--- Entries supplied ---

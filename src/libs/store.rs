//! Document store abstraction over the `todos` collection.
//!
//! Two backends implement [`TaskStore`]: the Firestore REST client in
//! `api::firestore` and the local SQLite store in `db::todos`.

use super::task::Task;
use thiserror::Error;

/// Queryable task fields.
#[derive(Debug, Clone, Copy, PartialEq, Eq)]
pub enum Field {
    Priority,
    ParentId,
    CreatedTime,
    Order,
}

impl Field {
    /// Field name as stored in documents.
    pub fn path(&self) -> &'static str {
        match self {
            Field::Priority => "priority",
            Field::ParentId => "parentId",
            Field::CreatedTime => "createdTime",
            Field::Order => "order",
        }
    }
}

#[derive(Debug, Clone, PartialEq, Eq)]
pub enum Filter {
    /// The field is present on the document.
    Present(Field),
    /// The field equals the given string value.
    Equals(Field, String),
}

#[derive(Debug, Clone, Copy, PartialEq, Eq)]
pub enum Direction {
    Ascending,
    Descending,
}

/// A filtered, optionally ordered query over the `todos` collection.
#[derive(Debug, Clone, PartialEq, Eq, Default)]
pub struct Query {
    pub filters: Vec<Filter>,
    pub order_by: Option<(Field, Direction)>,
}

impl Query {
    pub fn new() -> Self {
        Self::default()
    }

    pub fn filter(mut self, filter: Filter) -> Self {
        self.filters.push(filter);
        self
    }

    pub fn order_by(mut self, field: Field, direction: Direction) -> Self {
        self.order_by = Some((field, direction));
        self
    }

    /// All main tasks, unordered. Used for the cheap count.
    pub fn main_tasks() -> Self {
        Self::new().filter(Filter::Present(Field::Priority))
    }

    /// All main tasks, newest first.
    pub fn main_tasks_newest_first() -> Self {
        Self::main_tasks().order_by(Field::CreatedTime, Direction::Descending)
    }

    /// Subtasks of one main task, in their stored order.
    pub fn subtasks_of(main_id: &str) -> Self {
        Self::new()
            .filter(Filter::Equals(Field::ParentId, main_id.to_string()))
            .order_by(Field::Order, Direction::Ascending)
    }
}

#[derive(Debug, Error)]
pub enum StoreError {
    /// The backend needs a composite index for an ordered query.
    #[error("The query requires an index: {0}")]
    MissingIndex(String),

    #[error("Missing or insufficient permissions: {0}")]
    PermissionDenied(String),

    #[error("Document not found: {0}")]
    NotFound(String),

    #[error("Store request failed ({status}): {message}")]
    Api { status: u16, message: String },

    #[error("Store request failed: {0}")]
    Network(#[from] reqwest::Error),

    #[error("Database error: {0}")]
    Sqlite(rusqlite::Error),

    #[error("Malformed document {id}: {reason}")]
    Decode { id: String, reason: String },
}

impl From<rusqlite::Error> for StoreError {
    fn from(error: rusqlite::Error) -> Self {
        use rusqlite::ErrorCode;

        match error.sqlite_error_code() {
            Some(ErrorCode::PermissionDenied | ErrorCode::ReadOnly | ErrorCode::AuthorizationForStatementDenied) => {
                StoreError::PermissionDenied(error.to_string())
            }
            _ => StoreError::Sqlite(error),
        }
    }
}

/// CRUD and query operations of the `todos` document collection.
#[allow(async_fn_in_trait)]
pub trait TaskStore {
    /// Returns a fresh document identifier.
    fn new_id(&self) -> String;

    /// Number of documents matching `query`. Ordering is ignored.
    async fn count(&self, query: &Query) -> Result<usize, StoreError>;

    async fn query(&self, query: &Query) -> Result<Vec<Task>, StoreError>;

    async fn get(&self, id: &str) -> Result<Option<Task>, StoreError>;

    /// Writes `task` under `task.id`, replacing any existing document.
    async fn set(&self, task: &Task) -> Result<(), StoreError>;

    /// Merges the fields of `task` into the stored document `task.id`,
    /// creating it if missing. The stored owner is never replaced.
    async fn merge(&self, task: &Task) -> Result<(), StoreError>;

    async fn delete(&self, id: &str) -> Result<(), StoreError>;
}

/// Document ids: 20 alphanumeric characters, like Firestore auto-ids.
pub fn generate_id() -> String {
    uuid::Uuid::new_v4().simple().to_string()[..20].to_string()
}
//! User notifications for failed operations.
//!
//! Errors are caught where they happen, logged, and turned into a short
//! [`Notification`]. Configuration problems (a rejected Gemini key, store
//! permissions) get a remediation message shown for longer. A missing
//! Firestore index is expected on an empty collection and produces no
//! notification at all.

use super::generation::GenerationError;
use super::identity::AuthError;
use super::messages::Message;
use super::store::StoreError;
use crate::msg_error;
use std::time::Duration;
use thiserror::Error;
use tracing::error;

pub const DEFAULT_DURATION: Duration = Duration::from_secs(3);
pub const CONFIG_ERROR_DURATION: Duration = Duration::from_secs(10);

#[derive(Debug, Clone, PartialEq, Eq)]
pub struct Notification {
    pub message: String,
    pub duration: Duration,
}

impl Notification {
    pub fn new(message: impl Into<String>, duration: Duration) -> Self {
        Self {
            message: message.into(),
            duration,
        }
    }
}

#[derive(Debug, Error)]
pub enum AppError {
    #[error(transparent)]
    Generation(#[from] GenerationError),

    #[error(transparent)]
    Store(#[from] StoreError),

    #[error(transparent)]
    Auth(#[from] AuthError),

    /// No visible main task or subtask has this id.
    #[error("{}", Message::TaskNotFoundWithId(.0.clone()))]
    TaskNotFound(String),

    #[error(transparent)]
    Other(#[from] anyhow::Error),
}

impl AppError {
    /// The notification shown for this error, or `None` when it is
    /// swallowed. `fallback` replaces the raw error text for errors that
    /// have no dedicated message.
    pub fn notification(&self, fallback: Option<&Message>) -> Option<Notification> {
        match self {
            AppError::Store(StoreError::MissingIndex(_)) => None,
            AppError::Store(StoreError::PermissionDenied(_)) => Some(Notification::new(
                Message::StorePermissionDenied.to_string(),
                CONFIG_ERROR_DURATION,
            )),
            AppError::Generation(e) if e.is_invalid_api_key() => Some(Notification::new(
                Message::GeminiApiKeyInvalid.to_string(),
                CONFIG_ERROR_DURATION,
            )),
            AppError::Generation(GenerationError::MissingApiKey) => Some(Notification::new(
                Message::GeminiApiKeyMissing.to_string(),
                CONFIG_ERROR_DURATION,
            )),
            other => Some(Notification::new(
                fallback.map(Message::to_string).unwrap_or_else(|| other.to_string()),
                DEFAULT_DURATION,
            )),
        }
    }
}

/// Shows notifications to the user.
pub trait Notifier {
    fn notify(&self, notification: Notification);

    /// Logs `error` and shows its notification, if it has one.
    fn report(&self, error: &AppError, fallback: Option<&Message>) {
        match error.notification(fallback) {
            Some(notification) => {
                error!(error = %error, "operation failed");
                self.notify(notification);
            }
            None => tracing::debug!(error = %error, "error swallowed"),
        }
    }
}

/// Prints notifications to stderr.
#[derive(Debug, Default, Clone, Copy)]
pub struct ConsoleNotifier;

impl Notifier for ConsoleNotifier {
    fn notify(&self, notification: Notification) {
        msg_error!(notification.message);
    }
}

---

= The problem =
From the listing, reproduce every line where the word "reason" is present.

= Answer area =
    #[error("Malformed document {id}: {reason}")]
    Decode { id: String, reason: String },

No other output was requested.